原タイトルは『Salt of the Earth』。映画はブラジルの巨大な金鉱「セラ・ペラーダ」を撮影した写真群から始まる。「巨大な穴にうごめく5万人の人」。そこにあって、いつまでも鉱山の土を掘る男たちは、まさに「一攫千金」の狂気に捕らえられているようだ。「金」を得たものは鉱山を出て行き、もちろん二度と戻ることはない。5万人の人々は「いつか自分も金塊を」という欲望を原理として動いている。この写真群に、若き日に「経済学」を学び、それから写真家になることを選んだ、セバスチャン・サルガドという人の「表現」の本質があるのかもしれない。
セバスチャン・サルガドは「世界のありよう」をカメラで捉えて発表してきたが、その「世界のありよう」の背後には、実は世界を支配する「大きな<経済>の動き」というものがあるのだ。肥大化した<世界経済>こそが、人々を押しつぶそうとしている。
この映画はセバスチャン・サルガドのキャリアをたどる「伝記映画」であり、セバスチャン・サルガドの子息のジュリアーノ・リベイロ・サルガド、そしてヴィム・ヴェンダースがセバスチャン・サルガドに同行し、その演出によってセバスチャン・サルガドという「人間」、彼と彼の作品との関係が浮かび上がってくるような作品だ。

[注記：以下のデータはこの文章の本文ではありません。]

use std::io;
use thiserror::Error;
use async_openai::error::OpenAIError;

/// Custom result type alias for the application
pub type Result<T> = std::result::Result<T, PipelineError>;

/// Errors that can occur while running the monetization pipeline
#[derive(Debug, Error)]
pub enum PipelineError {
    /// I/O errors
    #[error("IO error: {0}")]
    IO(#[from] io::Error),

    /// HTTP request/response errors
    #[error("HTTP error: {0}")]
    Http(#[from] reqwest::Error),

    /// JSON parsing/serialization errors
    #[error("JSON error: {0}")]
    Json(#[from] serde_json::Error),

    /// Directory traversal errors
    #[error("Walkdir error: {0}")]
    Walkdir(#[from] walkdir::Error),

    /// URL parsing errors
    #[error("URL parse error: {0}")]
    UrlParse(#[from] url::ParseError),

    /// TOML configuration parsing errors
    #[error("TOML error: {0}")]
    Toml(#[from] toml::de::Error),

    /// OpenAI API errors
    #[error("OpenAI error: {0}")]
    OpenAI(#[from] OpenAIError),

    /// General message errors
    #[error("{0}")]
    Message(String),

    /// A required environment variable is absent
    #[error("Missing credential: {0}")]
    MissingCredential(String),

    /// Network connectivity errors
    #[error("Network error: {0}")]
    Network(String),

    /// Input validation errors
    #[error("Validation error: {0}")]
    Validation(String),

    /// Configuration errors
    #[error("Config error: {0}")]
    Config(String),

    /// API rate limit exceeded errors
    #[error("Rate limit exceeded: {0}")]
    RateLimitExceeded(String),

    /// YouTube Data API errors
    #[error("YouTube API error: {0}")]
    YouTubeApi(String),

    /// GitHub API specific errors
    #[error("GitHub API error: {0}")]
    GitHubApi(String),

    /// Transcript retrieval errors
    #[error("Transcript error: {0}")]
    Transcript(String),

    /// External command failures (git, package managers)
    #[error("Command error: {0}")]
    Command(String),

    /// Parsing errors
    #[error("Parsing error: {0}")]
    Parse(String),
}

impl PipelineError {
    /// Creates a new error with the specified message
    pub fn new(message: &str) -> Self {
        Self::Message(message.to_string())
    }

    /// Checks if this error is transient and retryable
    pub fn is_transient(&self) -> bool {
        matches!(
            self,
            Self::Network(_) |
            Self::Http(_) |
            Self::RateLimitExceeded(_) |
            Self::IO(_)
        )
    }

    /// Checks if this error is fatal and should terminate processing
    pub fn is_fatal(&self) -> bool {
        !self.is_transient()
    }
}

#[cfg(test)]
mod tests {
    use super::*;

    #[test]
    fn test_error_creation() {
        let error = PipelineError::new("test error");
        assert!(matches!(error, PipelineError::Message(_)));

        if let PipelineError::Message(msg) = error {
            assert_eq!(msg, "test error");
        }
    }

    #[test]
    fn test_is_transient() {
        let transient = PipelineError::RateLimitExceeded("quota exhausted".into());
        let fatal = PipelineError::MissingCredential("YOUTUBE_API_KEY".into());

        assert!(transient.is_transient());
        assert!(!fatal.is_transient());
        assert!(fatal.is_fatal());
    }

    #[test]
    fn test_display_includes_category() {
        let err = PipelineError::GitHubApi("HTTP 404 for octo/missing".into());
        assert_eq!(err.to_string(), "GitHub API error: HTTP 404 for octo/missing");
    }
}
use super::{check_status, create_http_client, normalize_base, Api};
use crate::error::{PipelineError, Result};
use log::{debug, info};
use reqwest::Client;
use serde::{Deserialize, Serialize};
use serde_json::Value;

const MAX_PAGE_SIZE: usize = 50;

/// Metadata for a single video, reshaped from the YouTube Data API
#[derive(Debug, Clone, Default, Serialize, Deserialize, PartialEq)]
pub struct VideoRecord {
    /// YouTube video id
    pub video_id: String,
    /// Video title
    pub title: String,
    /// Full description text
    pub description: String,
    /// Owning channel id
    pub channel_id: String,
    /// Owning channel display name
    pub channel_title: String,
    /// RFC 3339 publish timestamp as returned by the API
    pub published_at: String,
    /// Creator supplied tags
    pub tags: Vec<String>,
    /// YouTube category id
    pub category_id: String,
    /// ISO 8601 duration such as `PT1H2M3S`
    pub duration: String,
    /// Topic category URLs from `topicDetails`
    pub topics: Vec<String>,
    /// View count
    pub view_count: u64,
    /// Like count
    pub like_count: u64,
    /// Comment count
    pub comment_count: u64,
    /// Transcript text, filled in after transcript retrieval
    pub transcript: String,
    /// Transcript keywords, filled in after analysis
    pub keywords: Vec<String>,
}

/// Channel level metadata
#[derive(Debug, Clone, Default, Serialize, Deserialize, PartialEq)]
pub struct ChannelRecord {
    /// Channel id
    pub channel_id: String,
    /// Display name
    pub title: String,
    /// Channel description
    pub description: String,
    /// Custom URL handle, if any
    pub custom_url: Option<String>,
    /// Id of the playlist holding every upload
    pub uploads_playlist_id: Option<String>,
    /// Subscriber count (hidden counts read as 0)
    pub subscriber_count: u64,
    /// Total number of public videos
    pub video_count: u64,
    /// Lifetime view count
    pub view_count: u64,
}

/// A lightweight video reference from a playlist or search listing
#[derive(Debug, Clone, Default, Serialize, Deserialize, PartialEq)]
pub struct VideoSummary {
    /// Video id
    pub video_id: String,
    /// Title
    pub title: String,
    /// Publish time
    pub published_at: String,
}

/// A top level comment on a video
#[derive(Debug, Clone, Default, Serialize, Deserialize, PartialEq)]
pub struct CommentRecord {
    /// Author display name
    pub author: String,
    /// Comment text
    pub text: String,
    /// Like count
    pub like_count: u64,
    /// Publish time
    pub published_at: String,
}

/// Client for the YouTube Data API v3
#[derive(Debug, Clone)]
pub struct YouTubeClient {
    client: Client,
    api_key: String,
    base_url: String,
}

impl YouTubeClient {
    /// Creates a client against the public API endpoint
    pub fn new(api_key: &str) -> Result<Self> {
        Self::with_base_url(api_key, "https://www.googleapis.com/youtube/v3")
    }

    /// Creates a client against an alternative endpoint
    pub fn with_base_url(api_key: &str, base_url: &str) -> Result<Self> {
        if api_key.trim().is_empty() {
            return Err(PipelineError::MissingCredential("YOUTUBE_API_KEY".into()));
        }
        Ok(Self {
            client: create_http_client(None)?,
            api_key: api_key.to_string(),
            base_url: normalize_base(base_url),
        })
    }

    async fn get_json(&self, endpoint: &str, params: &[(&str, String)], what: &str) -> Result<Value> {
        let url = format!("{}/{}", self.base_url, endpoint);
        debug!("GET {} ({})", url, what);

        let response = self.client
            .get(&url)
            .query(params)
            .query(&[("key", self.api_key.as_str())])
            .send()
            .await?;

        let response = check_status(Api::YouTube, response, what).await?;
        Ok(response.json::<Value>().await?)
    }

    /// Fetches snippet, content details, statistics and topics for one video
    pub async fn get_video_details(&self, video_id: &str) -> Result<VideoRecord> {
        let data = self.get_json(
            "videos",
            &[
                ("part", "snippet,contentDetails,statistics,topicDetails".to_string()),
                ("id", video_id.to_string()),
            ],
            &format!("video {}", video_id),
        ).await?;

        let item = first_item(&data)
            .ok_or_else(|| PipelineError::YouTubeApi(format!("video {} not found", video_id)))?;

        let record = parse_video(video_id, item);
        info!("Retrieved video information: {}", record.title);
        Ok(record)
    }

    /// Fetches channel metadata including the uploads playlist id
    pub async fn get_channel_info(&self, channel_id: &str) -> Result<ChannelRecord> {
        let data = self.get_json(
            "channels",
            &[
                ("part", "snippet,contentDetails,statistics".to_string()),
                ("id", channel_id.to_string()),
            ],
            &format!("channel {}", channel_id),
        ).await?;

        let item = first_item(&data)
            .ok_or_else(|| PipelineError::YouTubeApi(format!("channel {} not found", channel_id)))?;

        let snippet = &item["snippet"];
        let stats = &item["statistics"];
        Ok(ChannelRecord {
            channel_id: channel_id.to_string(),
            title: str_field(snippet, "title"),
            description: str_field(snippet, "description"),
            custom_url: snippet["customUrl"].as_str().map(String::from),
            uploads_playlist_id: item["contentDetails"]["relatedPlaylists"]["uploads"]
                .as_str()
                .map(String::from),
            subscriber_count: count_field(stats, "subscriberCount"),
            video_count: count_field(stats, "videoCount"),
            view_count: count_field(stats, "viewCount"),
        })
    }

    /// Lists up to `max_results` uploads of a channel, newest first
    pub async fn get_channel_videos(&self, channel_id: &str, max_results: usize) -> Result<Vec<VideoSummary>> {
        let channel = self.get_channel_info(channel_id).await?;
        self.get_uploads(&channel, max_results).await
    }

    /// Lists up to `max_results` uploads of an already fetched channel
    pub async fn get_uploads(&self, channel: &ChannelRecord, max_results: usize) -> Result<Vec<VideoSummary>> {
        let playlist_id = channel.uploads_playlist_id.as_deref().ok_or_else(|| {
            PipelineError::YouTubeApi(format!("channel {} has no uploads playlist", channel.channel_id))
        })?;
        self.get_playlist_videos(playlist_id, max_results).await
    }

    /// Lists up to `max_results` videos of a playlist
    ///
    /// Pages through the playlist 50 items at a time. Deleted and private
    /// entries without a video id are dropped.
    pub async fn get_playlist_videos(&self, playlist_id: &str, max_results: usize) -> Result<Vec<VideoSummary>> {
        let mut videos = Vec::new();
        let mut page_token: Option<String> = None;

        while videos.len() < max_results {
            let page_size = MAX_PAGE_SIZE.min(max_results - videos.len());
            let mut params = vec![
                ("part", "snippet".to_string()),
                ("playlistId", playlist_id.to_string()),
                ("maxResults", page_size.to_string()),
            ];
            if let Some(token) = &page_token {
                params.push(("pageToken", token.clone()));
            }

            let data = self.get_json("playlistItems", &params, "uploads playlist").await?;

            for item in items(&data) {
                let snippet = &item["snippet"];
                let video_id = snippet["resourceId"]["videoId"].as_str().unwrap_or_default();
                if video_id.is_empty() {
                    continue;
                }
                videos.push(VideoSummary {
                    video_id: video_id.to_string(),
                    title: str_field(snippet, "title"),
                    published_at: str_field(snippet, "publishedAt"),
                });
            }

            page_token = data["nextPageToken"].as_str().map(String::from);
            if page_token.is_none() {
                break;
            }
        }

        videos.truncate(max_results);
        Ok(videos)
    }

    /// Searches public videos matching a query
    pub async fn search_videos(&self, query: &str, max_results: usize) -> Result<Vec<VideoSummary>> {
        let data = self.get_json(
            "search",
            &[
                ("part", "snippet".to_string()),
                ("q", query.to_string()),
                ("type", "video".to_string()),
                ("maxResults", MAX_PAGE_SIZE.min(max_results).to_string()),
            ],
            &format!("search '{}'", query),
        ).await?;

        Ok(items(&data)
            .filter_map(|item| {
                let video_id = item["id"]["videoId"].as_str()?;
                Some(VideoSummary {
                    video_id: video_id.to_string(),
                    title: str_field(&item["snippet"], "title"),
                    published_at: str_field(&item["snippet"], "publishedAt"),
                })
            })
            .collect())
    }

    /// Fetches top level comments, most relevant first
    pub async fn get_video_comments(&self, video_id: &str, max_results: usize) -> Result<Vec<CommentRecord>> {
        let data = self.get_json(
            "commentThreads",
            &[
                ("part", "snippet".to_string()),
                ("videoId", video_id.to_string()),
                ("order", "relevance".to_string()),
                ("maxResults", 100.min(max_results).to_string()),
            ],
            &format!("comments for {}", video_id),
        ).await?;

        Ok(items(&data)
            .map(|item| {
                let top = &item["snippet"]["topLevelComment"]["snippet"];
                CommentRecord {
                    author: str_field(top, "authorDisplayName"),
                    text: str_field(top, "textDisplay"),
                    like_count: top["likeCount"].as_u64().unwrap_or(0),
                    published_at: str_field(top, "publishedAt"),
                }
            })
            .collect())
    }
}

fn items(data: &Value) -> impl Iterator<Item = &Value> {
    data["items"].as_array().into_iter().flatten()
}

fn first_item(data: &Value) -> Option<&Value> {
    data["items"].as_array().and_then(|items| items.first())
}

fn str_field(value: &Value, key: &str) -> String {
    value[key].as_str().unwrap_or_default().to_string()
}

/// Statistics arrive as decimal strings; hidden or malformed counts read as 0
fn count_field(value: &Value, key: &str) -> u64 {
    match &value[key] {
        Value::String(s) => s.parse().unwrap_or(0),
        Value::Number(n) => n.as_u64().unwrap_or(0),
        _ => 0,
    }
}

fn parse_video(video_id: &str, item: &Value) -> VideoRecord {
    let snippet = &item["snippet"];
    let stats = &item["statistics"];

    let string_list = |v: &Value| -> Vec<String> {
        v.as_array()
            .map(|arr| arr.iter().filter_map(|t| t.as_str().map(String::from)).collect())
            .unwrap_or_default()
    };

    VideoRecord {
        video_id: video_id.to_string(),
        title: str_field(snippet, "title"),
        description: str_field(snippet, "description"),
        channel_id: str_field(snippet, "channelId"),
        channel_title: str_field(snippet, "channelTitle"),
        published_at: str_field(snippet, "publishedAt"),
        tags: string_list(&snippet["tags"]),
        category_id: str_field(snippet, "categoryId"),
        duration: item["contentDetails"]["duration"].as_str().unwrap_or("PT0S").to_string(),
        topics: string_list(&item["topicDetails"]["topicCategories"]),
        view_count: count_field(stats, "viewCount"),
        like_count: count_field(stats, "likeCount"),
        comment_count: count_field(stats, "commentCount"),
        ..VideoRecord::default()
    }
}
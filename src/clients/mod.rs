//! HTTP clients for the external services the pipeline talks to.

/// GitHub REST API client
pub mod github;
/// Stack Overflow and npm activity counts
pub mod stats;
/// YouTube Data API client
pub mod youtube;

use crate::error::{PipelineError, Result};
use reqwest::header::{HeaderMap, HeaderValue, AUTHORIZATION, USER_AGENT};
use reqwest::{Client, Response, StatusCode};
use std::time::Duration;

pub use github::GitHubClient;
pub use stats::{CommunityStats, HttpCommunityStats, NoCommunityStats};
pub use youtube::YouTubeClient;

const USER_AGENT_VALUE: &str = "contentmonetizer";
const REQUEST_TIMEOUT_SECS: u64 = 30;

/// Builds a reqwest client with the crate's user agent, a request timeout and
/// an optional `Authorization: token <t>` header
pub fn create_http_client(token: Option<&str>) -> Result<Client> {
    let mut headers = HeaderMap::new();
    headers.insert(USER_AGENT, HeaderValue::from_static(USER_AGENT_VALUE));

    if let Some(token) = token {
        let auth_value = HeaderValue::from_str(&format!("token {}", token))
            .map_err(|e| PipelineError::Config(format!("Invalid token header: {}", e)))?;
        headers.insert(AUTHORIZATION, auth_value);
    }

    Ok(Client::builder()
        .default_headers(headers)
        .timeout(Duration::from_secs(REQUEST_TIMEOUT_SECS))
        .build()?)
}

/// Which API a response came from, used to pick the error variant
#[derive(Debug, Clone, Copy)]
pub(crate) enum Api {
    YouTube,
    GitHub,
}

/// Maps non-success statuses onto pipeline errors
///
/// 403 and 429 become `RateLimitExceeded`; anything else becomes the API's own variant.
pub(crate) async fn check_status(api: Api, response: Response, what: &str) -> Result<Response> {
    let status = response.status();
    if status.is_success() {
        return Ok(response);
    }

    let body = response.text().await.unwrap_or_default();
    let message = format!("{} failed with HTTP {}: {}", what, status, body.trim());

    if status == StatusCode::FORBIDDEN || status == StatusCode::TOO_MANY_REQUESTS {
        return Err(PipelineError::RateLimitExceeded(message));
    }

    Err(match api {
        Api::YouTube => PipelineError::YouTubeApi(message),
        Api::GitHub => PipelineError::GitHubApi(message),
    })
}

/// Strips a trailing slash so paths can be appended with `format!`
pub(crate) fn normalize_base(base: &str) -> String {
    base.trim_end_matches('/').to_string()
}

基本モノクロシーンの多い作品だけれども、サルガドの作品に「二重映像」としてサルガドの顔が重なり、彼自身が作品について語るシーンが何度も出てくることが印象的だ。
これはギャラリーに掛けられた作品の前で、作者本人がその自作について語っているということがイメージされるが、「ヴェンダースの作品だ」ということで観てみると、昨日観た『パリ、テキサス』の終盤で、マジックミラーの部屋でハリー・ディーン・スタントンとナスターシャ・キンスキーとのイメージが重なるシーンのことが思い出されるのだった。
そのキャリアの初期に「人物ポートレート」を撮っていたサルガドが、「ポートレートは私一人で撮るのでなく 相手からもらうのだ」と語るシーンがあったが、わたしにはこの言葉こそ、サルガドの作品みなに共通して語り得ることではないかと思った。
わたしは知らなかったが、サルガドは「<神の眼>を持つ写真家」とも語られているそうなのだが、彼の作品が<神の眼>と言われるとしたら、それはサルガドの写真が「相手からもらった」ものだからであり、その「相手」とはまさにこの「Earth」なのではないだろうか、などとは思うのだった。
シベリアから南米、そしてアフリカへと取材を続けられたサルガドは「労働者」の問題、「難民」の問題に向き合っていたが「ユーゴスラビア戦争」「ルワンダの虐殺」を取材していて心が折れ、帰国する。ブラジルの故郷に帰ってからは夫人の提案で、父の農園跡地に植林プロジェクトを開始、そこを「INSTITUTO TERRA」と名付ける。植林は成功し、その土地はブラジルの国立公園に指定される。
自信を得たサルガドは視点を変え、ガラパゴスの動物やクジラら野生の動物らを撮影し、ブラジル奥地で「現代世界」との接触を持たずに来た原始的原住民部族の記録写真も撮り始めるのだった。
サルガドの作品群は、ある意味現代の人類が抱える「根源的な問題」を捉えたものだとも思うし、自室に引きこもってテレビを見ているわたしに突きつけられることは「やっかい」なのだけれども、改めて「現代世界の悪の根源は?」などという大きな(?)ことを考えさせられる。そういう、「認識」を問う映画ではなかったか、などとは思うのだった。